もうこの際、すべてオレに預けちゃいなよ。

身も心もオレに愛されちゃいなよ」

「そうできれば私だって楽だけど」

非難を込めた目でオレを見つめる。

オレはそんなキミに、小さな子どもに諭して聞かせるように、とかくゆっくりとした口調で話しかけた。
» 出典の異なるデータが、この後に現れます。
use crate::core::elevation;
use crate::types::{ElevationStats, ElevationWindow, MeasureError, MeasureResult};

/// Cut/fill decomposition of a clipped elevation window.
///
/// Convention: fill is material above the base elevation, cut is material
/// below it, both non-negative; net = fill - cut.
#[derive(Debug, Clone, Copy, PartialEq)]
pub struct VolumeSummary {
    pub net_cubic_meters: f64,
    pub cut_cubic_meters: f64,
    pub fill_cubic_meters: f64,
    pub base_elevation_meters: f64,
    pub average_height_meters: f64,
    pub stats: ElevationStats,
}

/// Compute cut, fill, and net volume over a clipped window.
///
/// When `base_elevation` is not supplied it defaults to the window minimum,
/// so cut volume is zero by construction. `area_square_meters` only feeds
/// the average-height figure; zero area yields zero average height.
pub fn compute(
    window: &ElevationWindow,
    base_elevation: Option<f64>,
    area_square_meters: f64,
) -> MeasureResult<VolumeSummary> {
    let stats = elevation::elevation_stats(&window.samples).ok_or(MeasureError::EmptyWindow)?;
    let base = base_elevation.unwrap_or(stats.min);
    let pixel_area = window.pixel_area();

    let mut cut = 0.0;
    let mut fill = 0.0;
    for &sample in &window.samples {
        let height_diff = sample - base;
        if height_diff > 0.0 {
            fill += height_diff;
        } else {
            cut += -height_diff;
        }
    }
    cut *= pixel_area;
    fill *= pixel_area;
    let net = fill - cut;

    log::debug!(
        "volume over {} samples: fill={:.3} cut={:.3} base={:.3}",
        window.samples.len(),
        fill,
        cut,
        base
    );

    let average_height = if area_square_meters > 0.0 {
        net / area_square_meters
    } else {
        0.0
    };

    Ok(VolumeSummary {
        net_cubic_meters: net,
        cut_cubic_meters: cut,
        fill_cubic_meters: fill,
        base_elevation_meters: base,
        average_height_meters: average_height,
        stats,
    })
}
「オレ思うんだけど、水島のこと好きだって思い込んでるんじゃない?

名前ちゃんは何だかんだでオレのこと結構好きだと思うけど。

オレのどこが嫌なの?

水島のどこがいいの?

ほらね、言えないでしょ。

名前ちゃん、もうオレを受け入れちゃいなよ。

それで名前ちゃんもオレを愛するんだよ。

それがキミにとっての絶対的幸せだから」

「そんなこと…分からないし、決められない」

そう言ってプイッとそっぽを向いた。

そして

「もう大丈夫だから。帰ろ」

そう言った。

「嫌だ」

オレはそう返した。

「本当にもう大丈夫だってば。

神くん、私のことほっといてよ。

私、ほっとかれたいの…」

「ほっとける訳ないだろ。

本当はほっとかれたくないくせに。

名前ちゃんはオレがほっとけないの知っててそう言ってるんだよ」

「ち、違うって!

私、本当にほっとかれたいの。

それでリセットしたいの」

やっぱり。

水島のことを忘れて、ついでにオレのことも片付けようって思ってるんだよね。

オレは放さないよ、どうしてオレがキミを放すのさ。

キミがどうしてもオレから離れるって言うなら、オレは禁じられたアレを解禁するからね…。